Sometimes the trope was used in better ways, such as the "god-like" being actually being a computer. "The Return of the Archons" plays with this, having a society that regularly has "festivals" where all the people go crazy and murder each other (serving as inspiration for The Purge), and this whole event, and the civilization built around it, is a part of the control exerted by Landru, a computer with an over-blown sense of self. There's also "A Taste of Armageddon", a tale of two planets locked in a constant state of war, driven on by their computers which calculate the deaths of each attack but, instead of actual attacks being perpetrated, the citizens just march to their deaths in suicide booths. Here, the concept of war has been made so bloodless the actual war itself could never stop.
Frankly, though, the series was better off when it focused on its futurism and what it could mean for humanity to be out among the stars. I think one of the best for this is "the Devil in the Dark, a story about miners on Janus IV who are getting slaughtered by a strange, underground creature. The creature, as it turns out, is a silicon-based lifeform unknown to the universe and all it wants is to survive and get its babies to hatch. It starts as a battle between miners, Federation officers, and this "monster" and ends up being a peace negotiation between two species just looking to coexist. That shows the hope for humanity this series really strived to illustrate.

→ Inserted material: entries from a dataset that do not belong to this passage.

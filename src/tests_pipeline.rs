//! End-to-end pipeline scenarios over fixture sources
//!
//! These exercise the full orchestrator path (fan-out, merge, duplicate
//! expansion, ranking) with all six categories wired to in-memory fixtures.

#[cfg(test)]
mod tests {
    use futures::future::BoxFuture;
    use serde_json::json;

    use crate::error::AppError;
    use crate::search::result::{Category, SearchResult};
    use crate::search::{SearchService, SearchOutcome};
    use crate::sources::{samples, CategorySource, StaticSource};

    struct FailingShipments;

    impl CategorySource for FailingShipments {
        fn category(&self) -> Category {
            Category::Shipments
        }

        fn search<'a>(
            &'a self,
            _query: &'a str,
        ) -> BoxFuture<'a, Result<Vec<SearchResult>, AppError>> {
            Box::pin(async move { Err(AppError::FetchFailed("dns failure".to_string())) })
        }
    }

    fn shipment_fixtures() -> Vec<SearchResult> {
        let mut in_transit = serde_json::Map::new();
        in_transit.insert("status".to_string(), json!("In Transit"));

        vec![
            SearchResult::new(
                Category::Shipments,
                "ld0331",
                "Shipment LD0331",
                "Houston, TX → Dallas, TX",
            )
            .with_extra(in_transit),
            SearchResult::new(
                Category::Shipments,
                "ld0412",
                "Shipment LD0412",
                "Austin, TX → Memphis, TN",
            ),
        ]
    }

    /// Full six-category service over frozen fixtures
    fn fixture_service() -> SearchService {
        SearchService::with_samples(Box::new(StaticSource::new(
            Category::Shipments,
            shipment_fixtures(),
        )))
    }

    #[tokio::test]
    async fn test_ld0331_scenario_duplicate_pair_first() {
        let service = fixture_service();
        let results = service.universal_search("ld0331").await;

        assert!(results.len() >= 2);
        let pair = &results[..2];
        assert!(pair.iter().all(|r| r.is_duplicate));
        assert!(pair.iter().all(|r| r.title == "Shipment LD0331"));
        assert!(pair.iter().all(|r| r.source_id == "ld0331"));

        let module_names: Vec<&str> = pair
            .iter()
            .map(|r| r.module.as_ref().unwrap().name.as_str())
            .collect();
        assert_eq!(module_names, vec!["Loadboard", "Consignment"]);
    }

    #[tokio::test]
    async fn test_dallas_scenario_fleet_contributes_nothing() {
        let service = fixture_service();
        let results = service.universal_search("dallas").await;

        // The shipment subtitle matches, so its duplicate pair is present
        let shipment_hits: Vec<&SearchResult> = results
            .iter()
            .filter(|r| r.category == Category::Shipments)
            .collect();
        assert_eq!(shipment_hits.len(), 2);
        assert!(shipment_hits.iter().all(|r| r.is_duplicate));
        assert!(shipment_hits
            .iter()
            .all(|r| r.title == "Shipment LD0331"));

        // No fleet vehicle mentions Dallas
        assert!(results.iter().all(|r| r.category != Category::Fleet));
    }

    #[tokio::test]
    async fn test_duplicate_pairs_share_title_and_fixed_module_names() {
        let service = fixture_service();
        let results = service.universal_search("shipment").await;

        let duplicates: Vec<&SearchResult> =
            results.iter().filter(|r| r.is_duplicate).collect();
        assert!(!duplicates.is_empty());
        assert_eq!(duplicates.len() % 2, 0);

        for dup in &duplicates {
            let module = dup.module.as_ref().expect("duplicate has a module");
            assert!(module.name == "Loadboard" || module.name == "Consignment");
            let siblings: Vec<&&SearchResult> = duplicates
                .iter()
                .filter(|other| other.source_id == dup.source_id && other.id != dup.id)
                .collect();
            assert_eq!(siblings.len(), 1);
            assert_eq!(siblings[0].title, dup.title);
            assert_eq!(dup.duplicate_group, vec![siblings[0].id.clone()]);
        }

        // Only shipments carry the duplicate flag
        assert!(results
            .iter()
            .filter(|r| r.category != Category::Shipments)
            .all(|r| !r.is_duplicate));
    }

    #[tokio::test]
    async fn test_shipments_fetcher_failure_leaves_other_categories_intact() {
        let degraded_service = SearchService::with_samples(Box::new(FailingShipments));
        let healthy_service = fixture_service();

        let SearchOutcome { results, degraded } =
            degraded_service.universal_search_detailed("dallas").await;
        assert_eq!(degraded, vec![Category::Shipments]);

        let healthy = healthy_service.universal_search("dallas").await;
        let non_shipment_titles: Vec<&str> = healthy
            .iter()
            .filter(|r| r.category != Category::Shipments)
            .map(|r| r.title.as_str())
            .collect();

        let degraded_titles: Vec<&str> = results.iter().map(|r| r.title.as_str()).collect();
        for title in non_shipment_titles {
            assert!(degraded_titles.contains(&title));
        }
    }

    #[tokio::test]
    async fn test_title_match_sorts_above_subtitle_match_across_categories() {
        let service = fixture_service();
        // "invoice" matches bill titles; no shipment title matches it
        let results = service.universal_search("invoice").await;
        assert!(!results.is_empty());
        assert_eq!(results[0].category, Category::Bills);
        assert!(results[0].title.to_lowercase().contains("invoice"));
    }

    #[tokio::test]
    async fn test_sample_categories_reachable_end_to_end() {
        let service = fixture_service();

        for (query, category) in [
            ("inv-1042", Category::Bills),
            ("sarah", Category::Users),
            ("torres", Category::Drivers),
            ("cascadia", Category::Fleet),
            ("utilization", Category::Reports),
        ] {
            let results = service.universal_search(query).await;
            assert!(
                results.iter().any(|r| r.category == category),
                "query '{}' should reach the {} category",
                query,
                category.as_str()
            );
        }
    }

    #[tokio::test]
    async fn test_results_are_fresh_per_invocation() {
        let service = fixture_service();
        let first = service.universal_search("shipment").await;
        let second = service.universal_search("shipment").await;

        assert_eq!(first, second);
        // No module or group state leaks between calls
        assert!(second.iter().all(|r| r.module.is_some()));
    }

    #[test]
    fn test_sample_datasets_match_the_wired_categories() {
        let sources = samples::static_sources();
        let categories: Vec<Category> = sources.iter().map(|s| s.category()).collect();
        assert_eq!(
            categories,
            vec![
                Category::Bills,
                Category::Users,
                Category::Drivers,
                Category::Fleet,
                Category::Reports
            ]
        );
    }
}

The best episodes of the season do come in the back half, once more writers came on board and could really start pushing their ideas. The front half of the season, naturally, was the part where the series was just feeling itself off and those episodes show the strongest "growing pains". Once it gets going, though, the series does take off and get pretty interesting. The stories broaden the scope of the show and you can tell the creators enjoyed the idea that anything was possible, planet to planet, and all they had to do was come up with cool ideas that pushed humanity forward.
Beyond the tales of space-based daring do, though, the real reason to watch the series was the chemistry between the leads. This quickly comes to the forefront even in the early episodes of this season. The interplay between Kirk (William Shatner) and Spock (Leonard Nimoy), which grows quickly over the course of the season, is written like a sassy and fun friendship, made all the better as Spock is supposed to be an emotionless alien. And yet, the little barbs that come out, the sarcastic back and forth between these two, and Dr. McCoy (DeForest Kelly), really sells the idea that these are friends traveling the universe together, people that care about everyone under their command as well as every civilization they meet. The ideals of the Federation really come forth when these guys talk with each other, and you want to be there because they're having a great time while travel.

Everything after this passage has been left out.